Jorge da Mangueira

Jorge da Mangueira

Se no Maracanã, palco oficial da cerimônia de abertura dos Jogos Olímpicos, Vanderlei Cordeiro de Lima foi o encarregado de acender a pira, no Boulevard Olímpico, onde fica a apelidada “Pira do Povo”, o gesto coube a um adolescente, cria da comunidade da Mangueira, na Zona Norte do Rio, Jorge Alberto de Oliveira Gomes, de 14 anos.
O jovem, que pratica atletismo, mostrou nervosismo – e ao mesmo tempo empolgação – para gravar seu nome na história, ao acender a pira na primeira Olimpíada na América do Sul. “O porquê eu fui escolhido, não sei (risos). Mas o Chiquinho da Mangueira falou com a minha treinadora para escolher alguém de 14 ou 13 anos que fosse negro e lá da Mangueira, e eu fui o escolhido. Faço atletismo, a minha especialidade é a corrida. É muita emoção, não esperava e fiquei muito feliz. Minha mãe me ligou falando que estava emocionada, vendo pela TV e esperando esse momento aguardado”, disse o atleta.
Jorge nasceu na comunidade da Mangueira e viveu até os 8 anos de idade num abrigo. Duas irmãs biológicas dele já tinham sido adotadas quando, em 2010, Ana Oliveira o conheceu no abrigo e resolveu adotá-lo. “Ele é um filho muito bom. E uma felicidade, um orgulho. Nada supera a alegria de ser a mãe dele, nenhum espetáculo”, disse Ana, que tem outros dois filhos e que sonhava em poder adotar uma criança.
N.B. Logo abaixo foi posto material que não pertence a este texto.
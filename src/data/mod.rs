//! Real-data sources for the discriminator

mod memory;
mod mixture;

pub use memory::InMemoryDataset;
pub use mixture::GaussianMixture;

use crate::autograd::Tensor;
use crate::Result;

/// A batch of real data, row-major `rows x cols`
#[derive(Debug, Clone)]
pub struct Batch {
    /// Input features
    pub inputs: Tensor,
    /// Labels, if the source has any; the trainer ignores them
    pub labels: Option<Vec<usize>>,
    pub rows: usize,
    pub cols: usize,
}

impl Batch {
    pub fn new(inputs: Tensor, rows: usize, cols: usize) -> Self {
        Self { inputs, labels: None, rows, cols }
    }

    pub fn with_labels(mut self, labels: Vec<usize>) -> Self {
        self.labels = Some(labels);
        self
    }
}

/// An endless source of real batches
pub trait Dataset {
    /// Width of one row
    fn dim(&self) -> usize;

    /// Draw the next `batch_size` rows
    fn next_batch(&mut self, batch_size: usize) -> Result<Batch>;
}

impl<D: Dataset + ?Sized> Dataset for Box<D> {
    fn dim(&self) -> usize {
        (**self).dim()
    }

    fn next_batch(&mut self, batch_size: usize) -> Result<Batch> {
        (**self).next_batch(batch_size)
    }
}
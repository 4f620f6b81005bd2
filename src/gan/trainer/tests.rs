use super::*;
use crate::autograd::Tensor;
use crate::data::{Batch, GaussianMixture};
use crate::distributions::Distribution;
use crate::gan::checkpoint::{load_checkpoint, MODEL_DEFINITION_FILE};
use crate::gan::config::{ClipRange, Variant};
use crate::gan::summary::{read_events, SummaryValue, EVENTS_FILE};
use crate::model::{LatentSpec, RegularizedGan, RegularizedGanConfig, ScoreActivation};
use tempfile::TempDir;

fn model(score_activation: ScoreActivation) -> RegularizedGan {
    RegularizedGan::new(RegularizedGanConfig {
        latent_spec: vec![
            LatentSpec::noise(Distribution::Uniform { dim: 2, fix_std: true }),
            LatentSpec::code(Distribution::Categorical { dim: 2 }),
            LatentSpec::code(Distribution::Uniform { dim: 1, fix_std: true }),
        ],
        output_dim: 2,
        output_dist: None,
        generator_hidden: vec![4],
        discriminator_hidden: vec![4],
        leaky_slope: 0.2,
        score_activation,
        image_shape: None,
        seed: 3,
    })
    .unwrap()
}

fn config(variant: Variant, dir: &TempDir) -> TrainerConfig {
    TrainerConfig {
        batch_size: 8,
        max_epoch: 2,
        updates_per_epoch: 3,
        snapshot_interval: 4,
        log_dir: dir.path().join("logs"),
        checkpoint_dir: dir.path().join("ckt"),
        exp_name: "unit".to_string(),
        log_level: LogLevel::Quiet,
        ..TrainerConfig::for_variant(variant)
    }
}

fn mixture() -> GaussianMixture {
    GaussianMixture::new(4, 1.0, 0.05, 9).unwrap()
}

/// Emits NaN samples so every metric diverges
struct NanData;

impl Dataset for NanData {
    fn dim(&self) -> usize {
        2
    }

    fn next_batch(&mut self, batch_size: usize) -> Result<Batch> {
        Ok(Batch::new(Tensor::from_vec(vec![f32::NAN; batch_size * 2], false), batch_size, 2))
    }
}

#[test]
fn test_rejects_dataset_width_mismatch() {
    let dir = TempDir::new().unwrap();
    let data = GaussianMixture::new(4, 1.0, 0.05, 0).unwrap();
    let mut cfg = model(ScoreActivation::Sigmoid).config().clone();
    cfg.output_dim = 3;
    let wide = RegularizedGan::new(cfg).unwrap();
    let err = GanTrainer::new(wide, data, config(Variant::InfoGan, &dir)).err().unwrap();
    assert!(matches!(err, Error::ShapeMismatch { expected: 3, actual: 2 }));
}

#[test]
fn test_infogan_run_completes() {
    let dir = TempDir::new().unwrap();
    let mut trainer =
        GanTrainer::new(model(ScoreActivation::Sigmoid), mixture(), config(Variant::InfoGan, &dir))
            .unwrap();
    assert_eq!(trainer.state(), TrainerState::Uninitialized);

    let result = trainer.train().unwrap();
    assert_eq!(trainer.state(), TrainerState::Completed);
    assert_eq!(result.global_step, 6);
    assert_eq!(result.generator_steps, 6);
    assert_eq!(result.discriminator_steps, 6);
    assert_eq!(result.epochs.len(), 2);
    assert_eq!(result.checkpoints.len(), 1);
    assert!(result.checkpoints[0].ends_with("unit_4.ckpt"));
    assert!(result.final_epoch().unwrap().get("MI").is_some());
}

#[test]
fn test_artifacts_written() {
    let dir = TempDir::new().unwrap();
    let mut trainer =
        GanTrainer::new(model(ScoreActivation::Sigmoid), mixture(), config(Variant::Standard, &dir))
            .unwrap();
    let result = trainer.train().unwrap();

    assert_eq!(result.model_definition, dir.path().join("ckt").join(MODEL_DEFINITION_FILE));
    assert!(result.model_definition.exists());

    let ckpt = load_checkpoint(&result.checkpoints[0]).unwrap();
    assert_eq!(ckpt.global_step(), Some(4));
    assert!(ckpt.get("d_score_w").is_some());

    let events = read_events(dir.path().join("logs").join(EVENTS_FILE)).unwrap();
    // six scalars per epoch, two epochs
    assert_eq!(events.len(), 12);
    assert!(events.iter().all(|e| matches!(e.value, SummaryValue::Scalar(_))));
    assert_eq!(events[0].step, 3);
    assert_eq!(events[6].step, 6);
}

#[test]
fn test_update_ratio_skips_discriminator() {
    let dir = TempDir::new().unwrap();
    let cfg = TrainerConfig {
        gen_disc_update_ratio: 3,
        updates_per_epoch: 9,
        max_epoch: 1,
        ..config(Variant::Standard, &dir)
    };
    let mut trainer = GanTrainer::new(model(ScoreActivation::Sigmoid), mixture(), cfg).unwrap();
    let result = trainer.train().unwrap();
    assert_eq!(result.discriminator_steps, 3);
    assert_eq!(result.generator_steps, 9);
}

#[test]
fn test_wasserstein_keeps_weights_clamped() {
    let dir = TempDir::new().unwrap();
    let cfg = TrainerConfig {
        weight_clip: ClipRange(-0.02, 0.02),
        ..config(Variant::Wasserstein, &dir)
    };
    let mut trainer = GanTrainer::new(model(ScoreActivation::Linear), mixture(), cfg).unwrap();
    let result = trainer.train().unwrap();
    assert_eq!(result.discriminator_steps, 5 * 6);
    assert_eq!(result.generator_steps, 6);

    for p in trainer.model().parameters().iter().filter(|p| p.name().is_some_and(|n| n.starts_with("d_"))) {
        assert!(p.to_vec().iter().all(|w| (-0.02..=0.02).contains(w)), "{:?}", p.name());
    }
}

#[test]
fn test_nan_aborts_with_divergence() {
    let dir = TempDir::new().unwrap();
    let mut trainer =
        GanTrainer::new(model(ScoreActivation::Sigmoid), NanData, config(Variant::Standard, &dir))
            .unwrap();
    let err = trainer.train().unwrap_err();
    match err {
        Error::Divergence { epoch, metric } => {
            assert_eq!(epoch, 0);
            assert_eq!(metric, "max_real_d");
        }
        other => panic!("unexpected error {other}"),
    }
    assert_eq!(trainer.state(), TrainerState::Aborted);
    assert_eq!(trainer.global_step(), 3);
}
Com pouca intimidade diante da imprensa e econômico nas palavras, Jorge afirma que espera se tornar atleta olímpico nos próximos anos e, quem sabe, poderá representar o Brasil em 2020, nos Jogos de Tóquio, no Japão. “Eu quero ser atleta profissional para dar muitas medalhas ao Brasil. Acreditem nos seu sonhos”, finalizou Jorge.